**What is needed**. Write out the listing below word for word.

**Raw data**.
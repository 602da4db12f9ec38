// ABOUTME: Route handler for the dashboard workout-day completion toggle
// ABOUTME: Enforces ownership, rest-day rules, and idempotent writes
//
// SPDX-License-Identifier: MIT OR Apache-2.0
// Copyright (c) 2025 Athletica

//! Workout day routes

use std::sync::Arc;

use axum::{
    extract::{Path, State},
    http::{HeaderMap, StatusCode},
    response::{IntoResponse, Response},
    routing::patch,
    Json, Router,
};
use chrono::Utc;
use serde::Deserialize;
use uuid::Uuid;

use super::ServerResources;
use crate::errors::AppError;

/// Request body for the completion toggle
#[derive(Debug, Deserialize)]
pub struct UpdateWorkoutDayRequest {
    /// Target completion state
    pub is_completed: bool,
}

/// Workout day routes handler
pub struct WorkoutDaysRoutes;

impl WorkoutDaysRoutes {
    /// Create all workout day routes
    pub fn routes(resources: Arc<ServerResources>) -> Router {
        Router::new()
            .route("/api/workout-days/:id", patch(Self::handle_update))
            .with_state(resources)
    }

    /// Handle PATCH /api/workout-days/:id
    async fn handle_update(
        State(resources): State<Arc<ServerResources>>,
        headers: HeaderMap,
        Path(id): Path<String>,
        Json(body): Json<UpdateWorkoutDayRequest>,
    ) -> Result<Response, AppError> {
        let auth_header = headers.get("authorization").and_then(|h| h.to_str().ok());
        let auth = resources.auth_manager.authenticate(auth_header)?;

        // A syntactically invalid id can never match a row; report it the
        // same way as a missing one.
        let day_id = Uuid::parse_str(&id)
            .map_err(|_| AppError::workout_day_not_found().with_resource_id(id.clone()))?;

        let day = resources
            .database
            .plans()
            .set_day_completion(day_id, auth.user_id, body.is_completed, Utc::now())
            .await?;

        Ok((StatusCode::OK, Json(day)).into_response())
    }
}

**Result of this exercise**.
repository 602da4db12f9ec38
// ABOUTME: Route handler for the dashboard workout-day completion toggle
// ABOUTME: Enforces ownership, rest-day rules, and idempotent writes
//
// SPDX-License-Identifier: MIT OR Apache-2.0
// Copyright (c) 2025 Athletica

//! Workout day routes

use std::sync::Arc;

use axum::{
    extract::{Path, State},
    http::{HeaderMap, StatusCode},
    response::{IntoResponse, Response},
    routing::patch,
    Json, Router,
};
use chrono::Utc;
use serde::Deserialize;
use uuid::Uuid;

use super::ServerResources;
use crate::errors::AppError;

/// Request body for the completion toggle
#[derive(Debug, Deserialize)]
pub struct UpdateWorkoutDayRequest {
    /// Target completion state
    pub is_completed: bool,
}

/// Workout day routes handler
pub struct WorkoutDaysRoutes;

impl WorkoutDaysRoutes {
    /// Create all workout day routes
    pub fn routes(resources: Arc<ServerResources>) -> Router {
        Router::new()
            .route("/api/workout-days/:id", patch(Self::handle_update))
            .with_state(resources)
    }

    /// Handle PATCH /api/workout-days/:id
    async fn handle_update(
        State(resources): State<Arc<ServerResources>>,
        headers: HeaderMap,
        Path(id): Path<String>,
        Json(body): Json<UpdateWorkoutDayRequest>,
    ) -> Result<Response, AppError> {
        let auth_header = headers.get("authorization").and_then(|h| h.to_str().ok());
        let auth = resources.auth_manager.authenticate(auth_header)?;

        // A syntactically invalid id can never match a row; report it the
        // same way as a missing one.
        let day_id = Uuid::parse_str(&id)
            .map_err(|_| AppError::workout_day_not_found().with_resource_id(id.clone()))?;

        let day = resources
            .database
            .plans()
            .set_day_completion(day_id, auth.user_id, body.is_completed, Utc::now())
            .await?;

        Ok((StatusCode::OK, Json(day)).into_response())
    }
}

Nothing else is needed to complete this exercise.